The Land Bank is arguing that following the construction of this sidewalk, they learned that they cannot comply with both state requirements and Nantucket Conservation Commission requirements for maintaining it.
The Nantucket Historical Commission required the Land Bank to use a specific kind of brick while the Conservation Commission required that the bricks be laid within a porous foundation to facilitate sufficient stormwater drainage. The sidewalk settled unevenly after most of the work had been completed, which resulted in a number of bricks exceeding the appropriate height. It also led to cross-slopes in certain areas exceeding two percent.
After a contractor fixed the areas that were non-compliant, recent storm surge inundated the area with coastal flooding, which resulted in additional instances of non-compliance. The Land Bank says in the suit that following this storm surge, 614 square feet of brick out of the 12,754 square foot project area does not comply with surface and/or cross-slope requirements. A Land Bank consultant found that the cost of complying with these surface and cross-slope requirements would be approximately $29,000 each time an action is required, which will be at least once per year given how much the area is subject to flooding on an annual basis.

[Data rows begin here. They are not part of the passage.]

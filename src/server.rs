//! SOCKS5 connection server
//!
//! Owns the listener and sequences the handshake stages for every accepted
//! connection: negotiation, request handling, relay.

use crate::config::ServerConfig;
use crate::error::{Result, SockdenError};
use crate::socks::{handle_request, negotiate, AuthMethod, PasswordChecker};
use std::sync::Arc;
use tokio::net::{TcpListener, TcpStream};
use tracing::{info, warn};

/// A SOCKS5 proxy server.
///
/// Construction is cheap; nothing touches the network until [`run`] or
/// [`serve`] is called. The configuration is read-only afterwards and shared
/// by every connection task.
///
/// [`run`]: Socks5Server::run
/// [`serve`]: Socks5Server::serve
pub struct Socks5Server {
    config: Arc<ServerConfig>,
    checker: Option<PasswordChecker>,
}

impl Socks5Server {
    /// Create a server from its configuration.
    pub fn new(config: ServerConfig) -> Self {
        Self {
            config: Arc::new(config),
            checker: None,
        }
    }

    /// Inject the password checker used for username/password negotiation.
    pub fn with_password_checker(mut self, checker: PasswordChecker) -> Self {
        self.checker = Some(checker);
        self
    }

    /// The server's configuration.
    pub fn config(&self) -> &ServerConfig {
        &self.config
    }

    /// Startup invariant: the password method needs a checker to call.
    fn validate(&self) -> Result<()> {
        if self.config.auth == AuthMethod::Password && self.checker.is_none() {
            return Err(SockdenError::Config(
                "password authentication selected, but no password checker set".to_string(),
            ));
        }
        Ok(())
    }

    /// Bind the configured address and serve until a fatal error.
    ///
    /// Configuration and bind failures surface synchronously; after that
    /// only the listener itself can end the loop.
    pub async fn run(&self) -> Result<()> {
        self.validate()?;

        let listener = TcpListener::bind(&self.config.bind_addr).await?;
        info!("listening on {}", listener.local_addr()?);

        self.serve(listener).await
    }

    /// Serve connections from an already-bound listener.
    ///
    /// Each accepted connection runs in its own task; a connection failing
    /// at any stage is logged with its remote address and never stops the
    /// accept loop. Transient accept errors are logged and skipped.
    pub async fn serve(&self, listener: TcpListener) -> Result<()> {
        self.validate()?;

        loop {
            let (stream, peer) = match listener.accept().await {
                Ok(conn) => conn,
                Err(e) => {
                    warn!("accept failed: {}", e);
                    continue;
                }
            };

            let config = Arc::clone(&self.config);
            let checker = self.checker.clone();
            tokio::spawn(async move {
                if let Err(e) = handle_connection(stream, &config, checker.as_ref()).await {
                    warn!("connection from {}: {}", peer, e);
                }
            });
        }
    }
}

/// Run one client connection through negotiation, request and relay.
///
/// The stream is owned here, so the client socket closes on every exit
/// path of the task.
async fn handle_connection(
    mut stream: TcpStream,
    config: &ServerConfig,
    checker: Option<&PasswordChecker>,
) -> Result<()> {
    negotiate(&mut stream, config.auth, checker).await?;
    handle_request(stream, config).await
}
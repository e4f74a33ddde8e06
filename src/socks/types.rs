//! Protocol message types
//!
//! Data carried by the SOCKS5 handshake frames: the client's method offer,
//! username/password credentials, commands and target addresses.

use super::consts::*;
use serde::{Deserialize, Serialize};
use std::fmt;
use std::net::{IpAddr, Ipv4Addr, Ipv6Addr, SocketAddr};

/// The client's opening frame: protocol version plus the list of
/// authentication methods it is willing to use.
#[derive(Debug, Clone, PartialEq, Eq)]
pub struct AuthOffer {
    /// Protocol version, always 0x05 once decoded
    pub version: u8,
    /// Offered method identifiers, in client order
    pub methods: Vec<u8>,
}

impl AuthOffer {
    /// Whether the given method appears anywhere in the offer.
    pub fn offers(&self, method: AuthMethod) -> bool {
        self.methods.contains(&method.to_byte())
    }
}

/// Username/password pair from the RFC 1929 sub-negotiation.
#[derive(Debug, Clone, PartialEq, Eq)]
pub struct Credentials {
    /// Username, at most 255 bytes on the wire
    pub username: String,
    /// Password, at most 255 bytes on the wire
    pub password: String,
}

/// Authentication method the server requires from clients.
#[derive(Debug, Clone, Copy, PartialEq, Eq, Serialize, Deserialize)]
#[serde(rename_all = "lowercase")]
pub enum AuthMethod {
    /// No authentication required
    None,
    /// Username/password authentication
    Password,
}

impl AuthMethod {
    /// Convert to the SOCKS5 method byte
    pub fn to_byte(self) -> u8 {
        match self {
            AuthMethod::None => SOCKS5_METHOD_NONE,
            AuthMethod::Password => SOCKS5_METHOD_PASSWORD,
        }
    }

    /// Parse from a SOCKS5 method byte
    pub fn from_byte(byte: u8) -> Option<Self> {
        match byte {
            SOCKS5_METHOD_NONE => Some(AuthMethod::None),
            SOCKS5_METHOD_PASSWORD => Some(AuthMethod::Password),
            _ => None,
        }
    }
}

/// SOCKS5 request command
#[derive(Debug, Clone, Copy, PartialEq, Eq)]
pub enum SocksCommand {
    /// Establish a TCP connection to the target
    Connect,
    /// Bind a listening socket (not implemented)
    Bind,
    /// Set up a UDP relay (accepted, no relay performed)
    UdpAssociate,
}

impl SocksCommand {
    /// Parse from the command byte of a request
    pub fn from_byte(byte: u8) -> Option<Self> {
        match byte {
            SOCKS5_CMD_CONNECT => Some(SocksCommand::Connect),
            SOCKS5_CMD_BIND => Some(SocksCommand::Bind),
            SOCKS5_CMD_UDP_ASSOCIATE => Some(SocksCommand::UdpAssociate),
            _ => None,
        }
    }
}

impl fmt::Display for SocksCommand {
    fn fmt(&self, f: &mut fmt::Formatter<'_>) -> fmt::Result {
        match self {
            SocksCommand::Connect => write!(f, "CONNECT"),
            SocksCommand::Bind => write!(f, "BIND"),
            SocksCommand::UdpAssociate => write!(f, "UDP ASSOCIATE"),
        }
    }
}

/// Target address of a request: a literal socket address or an unresolved
/// domain name with a port.
#[derive(Debug, Clone, PartialEq, Eq)]
pub enum TargetAddr {
    /// Literal IPv4 or IPv6 endpoint
    Ip(SocketAddr),
    /// Domain name and port, resolved at dial time
    Domain(String, u16),
}

impl TargetAddr {
    /// Build an IPv4 target
    pub fn ipv4(ip: Ipv4Addr, port: u16) -> Self {
        TargetAddr::Ip(SocketAddr::new(IpAddr::V4(ip), port))
    }

    /// Build an IPv6 target
    pub fn ipv6(ip: Ipv6Addr, port: u16) -> Self {
        TargetAddr::Ip(SocketAddr::new(IpAddr::V6(ip), port))
    }

    /// Build a domain-name target
    pub fn domain(name: String, port: u16) -> Self {
        TargetAddr::Domain(name, port)
    }

    /// Whether the target is a literal IPv6 endpoint
    pub fn is_ipv6(&self) -> bool {
        matches!(self, TargetAddr::Ip(addr) if addr.is_ipv6())
    }

    /// Target port
    pub fn port(&self) -> u16 {
        match self {
            TargetAddr::Ip(addr) => addr.port(),
            TargetAddr::Domain(_, port) => *port,
        }
    }
}

impl fmt::Display for TargetAddr {
    fn fmt(&self, f: &mut fmt::Formatter<'_>) -> fmt::Result {
        match self {
            TargetAddr::Ip(addr) => write!(f, "{}", addr),
            TargetAddr::Domain(name, port) => write!(f, "{}:{}", name, port),
        }
    }
}
//! SOCKS5 authentication negotiation
//!
//! Drives method selection and, when the password method is configured,
//! the RFC 1929 username/password sub-negotiation.

use super::codec;
use super::consts::*;
use super::types::AuthMethod;
use crate::error::{Result, SockdenError, Socks5Error};
use std::sync::Arc;
use tokio::io::{AsyncRead, AsyncWrite};
use tracing::debug;

/// Callback deciding whether a username/password pair is valid.
///
/// Invoked concurrently from any number of connection tasks; implementations
/// guard their own shared state.
pub type PasswordChecker = Arc<dyn Fn(&str, &str) -> bool + Send + Sync>;

/// Negotiate authentication on a fresh client connection.
///
/// Accepts iff `required` appears anywhere in the client's offer, in any
/// order. On rejection the no-acceptable sentinel is written before the
/// error is returned, so the client sees a well-formed selection frame and
/// the connection closes normally. With the password method, credentials
/// are read and passed to `checker`; the sub-negotiation status is written
/// either way.
pub async fn negotiate<S>(
    stream: &mut S,
    required: AuthMethod,
    checker: Option<&PasswordChecker>,
) -> Result<()>
where
    S: AsyncRead + AsyncWrite + Unpin,
{
    let offer = codec::read_auth_offer(stream).await?;

    if !offer.offers(required) {
        codec::write_method_selection(stream, SOCKS5_METHOD_NOT_ACCEPTABLE).await?;
        return Err(Socks5Error::NoAcceptableMethod.into());
    }

    codec::write_method_selection(stream, required.to_byte()).await?;
    debug!("selected authentication method {:?}", required);

    if required == AuthMethod::Password {
        let checker = checker.ok_or_else(|| {
            SockdenError::Config("password method selected, but no password checker set".into())
        })?;

        let creds = codec::read_credentials(stream).await?;
        if !(checker.as_ref())(&creds.username, &creds.password) {
            codec::write_auth_status(stream, SOCKS5_AUTH_FAILURE).await?;
            return Err(Socks5Error::AuthFailed.into());
        }

        codec::write_auth_status(stream, SOCKS5_AUTH_SUCCESS).await?;
        debug!("authenticated user {}", creds.username);
    }

    Ok(())
}

#[cfg(test)]
mod tests {
    use super::*;
    use tokio::io::{duplex, AsyncReadExt, AsyncWriteExt};

    fn single_user_checker(user: &'static str, pass: &'static str) -> PasswordChecker {
        Arc::new(move |u: &str, p: &str| u == user && p == pass)
    }

    fn credentials_frame(username: &str, password: &str) -> Vec<u8> {
        let mut frame = vec![SOCKS5_AUTH_VERSION, username.len() as u8];
        frame.extend_from_slice(username.as_bytes());
        frame.push(password.len() as u8);
        frame.extend_from_slice(password.as_bytes());
        frame
    }

    #[tokio::test]
    async fn test_negotiate_no_auth() {
        let (mut client, mut server) = duplex(1024);
        client
            .write_all(&[SOCKS5_VERSION, 1, SOCKS5_METHOD_NONE])
            .await
            .unwrap();

        negotiate(&mut server, AuthMethod::None, None).await.unwrap();

        let mut selection = [0u8; 2];
        client.read_exact(&mut selection).await.unwrap();
        assert_eq!(selection, [SOCKS5_VERSION, SOCKS5_METHOD_NONE]);
    }

    #[tokio::test]
    async fn test_negotiate_accepts_method_anywhere_in_offer() {
        // Offer lists password first; the configured method is no-auth.
        let (mut client, mut server) = duplex(1024);
        client
            .write_all(&[
                SOCKS5_VERSION,
                2,
                SOCKS5_METHOD_PASSWORD,
                SOCKS5_METHOD_NONE,
            ])
            .await
            .unwrap();

        negotiate(&mut server, AuthMethod::None, None).await.unwrap();

        let mut selection = [0u8; 2];
        client.read_exact(&mut selection).await.unwrap();
        assert_eq!(selection, [SOCKS5_VERSION, SOCKS5_METHOD_NONE]);
    }

    #[tokio::test]
    async fn test_negotiate_no_acceptable_method() {
        let (mut client, mut server) = duplex(1024);
        client
            .write_all(&[SOCKS5_VERSION, 1, SOCKS5_METHOD_PASSWORD])
            .await
            .unwrap();

        let err = negotiate(&mut server, AuthMethod::None, None)
            .await
            .unwrap_err();
        assert!(matches!(
            err,
            SockdenError::Socks5(Socks5Error::NoAcceptableMethod)
        ));

        let mut selection = [0u8; 2];
        client.read_exact(&mut selection).await.unwrap();
        assert_eq!(selection, [SOCKS5_VERSION, SOCKS5_METHOD_NOT_ACCEPTABLE]);
    }

    #[tokio::test]
    async fn test_negotiate_password_success() {
        let (mut client, mut server) = duplex(1024);
        client
            .write_all(&[SOCKS5_VERSION, 1, SOCKS5_METHOD_PASSWORD])
            .await
            .unwrap();
        client
            .write_all(&credentials_frame("alice", "password123"))
            .await
            .unwrap();

        let checker = single_user_checker("alice", "password123");
        negotiate(&mut server, AuthMethod::Password, Some(&checker))
            .await
            .unwrap();

        let mut response = [0u8; 4];
        client.read_exact(&mut response).await.unwrap();
        assert_eq!(
            response,
            [
                SOCKS5_VERSION,
                SOCKS5_METHOD_PASSWORD,
                SOCKS5_AUTH_VERSION,
                SOCKS5_AUTH_SUCCESS
            ]
        );
    }

    #[tokio::test]
    async fn test_negotiate_password_failure() {
        let (mut client, mut server) = duplex(1024);
        client
            .write_all(&[SOCKS5_VERSION, 1, SOCKS5_METHOD_PASSWORD])
            .await
            .unwrap();
        client
            .write_all(&credentials_frame("alice", "wrong"))
            .await
            .unwrap();

        let checker = single_user_checker("alice", "password123");
        let err = negotiate(&mut server, AuthMethod::Password, Some(&checker))
            .await
            .unwrap_err();
        assert!(matches!(err, SockdenError::Socks5(Socks5Error::AuthFailed)));

        let mut response = [0u8; 4];
        client.read_exact(&mut response).await.unwrap();
        assert_eq!(
            response,
            [
                SOCKS5_VERSION,
                SOCKS5_METHOD_PASSWORD,
                SOCKS5_AUTH_VERSION,
                SOCKS5_AUTH_FAILURE
            ]
        );
    }

    #[tokio::test]
    async fn test_negotiate_password_without_checker() {
        let (mut client, mut server) = duplex(1024);
        client
            .write_all(&[SOCKS5_VERSION, 1, SOCKS5_METHOD_PASSWORD])
            .await
            .unwrap();

        let err = negotiate(&mut server, AuthMethod::Password, None)
            .await
            .unwrap_err();
        assert!(matches!(err, SockdenError::Config(_)));
    }

    #[tokio::test]
    async fn test_negotiate_bad_version() {
        let (mut client, mut server) = duplex(1024);
        client.write_all(&[0x04, 1, SOCKS5_METHOD_NONE]).await.unwrap();

        let err = negotiate(&mut server, AuthMethod::None, None)
            .await
            .unwrap_err();
        assert!(matches!(
            err,
            SockdenError::Socks5(Socks5Error::UnsupportedVersion(0x04))
        ));
    }
}
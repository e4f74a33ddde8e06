//! SOCKS5 wire codec
//!
//! Async encode/decode for every message of the handshake. These functions
//! only read and write the supplied stream; policy (which method to pick,
//! whether credentials are valid, what to dial) lives in the negotiation
//! and request stages.

use super::consts::*;
use super::types::{AuthOffer, Credentials, SocksCommand, TargetAddr};
use crate::error::{ReplyCode, Socks5Error};
use std::io;
use std::net::{IpAddr, Ipv4Addr, Ipv6Addr, SocketAddr};
use tokio::io::{AsyncRead, AsyncReadExt, AsyncWrite, AsyncWriteExt};

/// Codec-level result
pub type CodecResult<T> = Result<T, Socks5Error>;

/// A short read means the client declared more bytes than it sent.
fn read_failure(err: io::Error) -> Socks5Error {
    if err.kind() == io::ErrorKind::UnexpectedEof {
        Socks5Error::TruncatedFrame
    } else {
        Socks5Error::Io(err)
    }
}

/// Read the client's method offer.
///
/// ```text
/// +----+----------+----------+
/// |VER | NMETHODS | METHODS  |
/// +----+----------+----------+
/// | 1  |    1     | 1 to 255 |
/// +----+----------+----------+
/// ```
pub async fn read_auth_offer<S>(stream: &mut S) -> CodecResult<AuthOffer>
where
    S: AsyncRead + Unpin,
{
    let mut header = [0u8; 2];
    stream.read_exact(&mut header).await.map_err(read_failure)?;

    if header[0] != SOCKS5_VERSION {
        return Err(Socks5Error::UnsupportedVersion(header[0]));
    }

    let mut methods = vec![0u8; header[1] as usize];
    stream.read_exact(&mut methods).await.map_err(read_failure)?;

    Ok(AuthOffer {
        version: SOCKS5_VERSION,
        methods,
    })
}

/// Write the server's method selection: `[0x05, method]`.
///
/// `method` is a raw byte so the no-acceptable sentinel (0xFF) can be sent
/// through the same path as a real selection.
pub async fn write_method_selection<S>(stream: &mut S, method: u8) -> CodecResult<()>
where
    S: AsyncWrite + Unpin,
{
    stream.write_all(&[SOCKS5_VERSION, method]).await?;
    stream.flush().await?;
    Ok(())
}

/// Read the username/password sub-negotiation frame.
///
/// ```text
/// +----+------+----------+------+----------+
/// |VER | ULEN |  UNAME   | PLEN |  PASSWD  |
/// +----+------+----------+------+----------+
/// | 1  |  1   | 1 to 255 |  1   | 1 to 255 |
/// +----+------+----------+------+----------+
/// ```
///
/// A wrong sub-negotiation version is reported as [`Socks5Error::AuthFailed`],
/// indistinguishable from bad credentials.
pub async fn read_credentials<S>(stream: &mut S) -> CodecResult<Credentials>
where
    S: AsyncRead + Unpin,
{
    let mut header = [0u8; 2];
    stream.read_exact(&mut header).await.map_err(read_failure)?;

    let (version, ulen) = (header[0], header[1] as usize);
    if version != SOCKS5_AUTH_VERSION {
        return Err(Socks5Error::AuthFailed);
    }

    // Username plus the trailing password-length byte in one read.
    let mut buf = vec![0u8; ulen + 1];
    stream.read_exact(&mut buf).await.map_err(read_failure)?;
    let plen = buf[ulen] as usize;
    let username =
        String::from_utf8(buf[..ulen].to_vec()).map_err(|_| Socks5Error::AuthFailed)?;

    // The buffer is reused for the password; it must be grown first when the
    // password is longer than the username.
    if buf.len() < plen {
        buf.resize(plen, 0);
    }
    stream.read_exact(&mut buf[..plen]).await.map_err(read_failure)?;
    let password =
        String::from_utf8(buf[..plen].to_vec()).map_err(|_| Socks5Error::AuthFailed)?;

    Ok(Credentials { username, password })
}

/// Write the sub-negotiation result: `[0x01, status]`.
pub async fn write_auth_status<S>(stream: &mut S, status: u8) -> CodecResult<()>
where
    S: AsyncWrite + Unpin,
{
    stream.write_all(&[SOCKS5_AUTH_VERSION, status]).await?;
    stream.flush().await?;
    Ok(())
}

/// Read a client request.
///
/// ```text
/// +----+-----+-------+------+----------+----------+
/// |VER | CMD |  RSV  | ATYP | DST.ADDR | DST.PORT |
/// +----+-----+-------+------+----------+----------+
/// | 1  |  1  | X'00' |  1   | Variable |    2     |
/// +----+-----+-------+------+----------+----------+
/// ```
///
/// Validation happens before any target I/O: version, then command, then the
/// reserved byte, then the address type.
pub async fn read_request<S>(stream: &mut S) -> CodecResult<(SocksCommand, TargetAddr)>
where
    S: AsyncRead + Unpin,
{
    let mut header = [0u8; 4];
    stream.read_exact(&mut header).await.map_err(read_failure)?;

    let (version, cmd, reserved, atyp) = (header[0], header[1], header[2], header[3]);

    if version != SOCKS5_VERSION {
        return Err(Socks5Error::UnsupportedVersion(version));
    }

    let command = SocksCommand::from_byte(cmd).ok_or(Socks5Error::CommandNotSupported(cmd))?;

    if reserved != SOCKS5_RESERVED {
        return Err(Socks5Error::InvalidReserved(reserved));
    }

    let target = read_target_addr(stream, atyp).await?;

    Ok((command, target))
}

/// Read the address portion of a request for the given address type.
async fn read_target_addr<S>(stream: &mut S, atyp: u8) -> CodecResult<TargetAddr>
where
    S: AsyncRead + Unpin,
{
    match atyp {
        SOCKS5_ATYP_IPV4 => {
            let mut addr = [0u8; 4];
            stream.read_exact(&mut addr).await.map_err(read_failure)?;
            let port = read_port(stream).await?;
            Ok(TargetAddr::ipv4(Ipv4Addr::from(addr), port))
        }

        SOCKS5_ATYP_DOMAIN => {
            let mut len = [0u8; 1];
            stream.read_exact(&mut len).await.map_err(read_failure)?;

            let mut name = vec![0u8; len[0] as usize];
            stream.read_exact(&mut name).await.map_err(read_failure)?;
            let name = String::from_utf8(name).map_err(|_| Socks5Error::InvalidDomain)?;

            let port = read_port(stream).await?;
            Ok(TargetAddr::domain(name, port))
        }

        SOCKS5_ATYP_IPV6 => {
            let mut addr = [0u8; 16];
            stream.read_exact(&mut addr).await.map_err(read_failure)?;
            let port = read_port(stream).await?;
            Ok(TargetAddr::ipv6(Ipv6Addr::from(addr), port))
        }

        _ => Err(Socks5Error::AddressTypeNotSupported(atyp)),
    }
}

/// Read a big-endian u16 port.
async fn read_port<S>(stream: &mut S) -> CodecResult<u16>
where
    S: AsyncRead + Unpin,
{
    let mut port = [0u8; 2];
    stream.read_exact(&mut port).await.map_err(read_failure)?;
    Ok(u16::from_be_bytes(port))
}

/// Write a server reply.
///
/// ```text
/// +----+-----+-------+------+----------+----------+
/// |VER | REP |  RSV  | ATYP | BND.ADDR | BND.PORT |
/// +----+-----+-------+------+----------+----------+
/// | 1  |  1  | X'00' |  1   | Variable |    2     |
/// +----+-----+-------+------+----------+----------+
/// ```
///
/// Success replies pass the local endpoint of the outbound socket in
/// `bind_addr`; failure replies pass `None`, which encodes the fixed
/// all-zero IPv4 form regardless of what address type the request carried.
pub async fn write_reply<S>(
    stream: &mut S,
    code: ReplyCode,
    bind_addr: Option<SocketAddr>,
) -> CodecResult<()>
where
    S: AsyncWrite + Unpin,
{
    let bind_addr =
        bind_addr.unwrap_or_else(|| SocketAddr::new(IpAddr::V4(Ipv4Addr::UNSPECIFIED), 0));

    let mut reply = vec![SOCKS5_VERSION, u8::from(code), SOCKS5_RESERVED];

    match bind_addr {
        SocketAddr::V4(addr) => {
            reply.push(SOCKS5_ATYP_IPV4);
            reply.extend_from_slice(&addr.ip().octets());
            reply.extend_from_slice(&addr.port().to_be_bytes());
        }
        SocketAddr::V6(addr) => {
            reply.push(SOCKS5_ATYP_IPV6);
            reply.extend_from_slice(&addr.ip().octets());
            reply.extend_from_slice(&addr.port().to_be_bytes());
        }
    }

    stream.write_all(&reply).await?;
    stream.flush().await?;
    Ok(())
}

The Land Bank filed an application for variance from these requirements and a hearing was held on August 8. The board decided to grant the Land Bank’s application on only some of the requirements with conditions such as a civil engineer or licensed land surveyor will inspect the site every six months to ensure compliant cross slopes and that the petitioner will immediately remediate any cross slopes exceeding 4 percent and bring them back into compliance
The Land Bank is now asking the court to vacate the board’s decision and require the board to grant the Land Bank an unconditional variance from these requirements given the frequency in which they would have to pay for a contractor to bring them back up to code.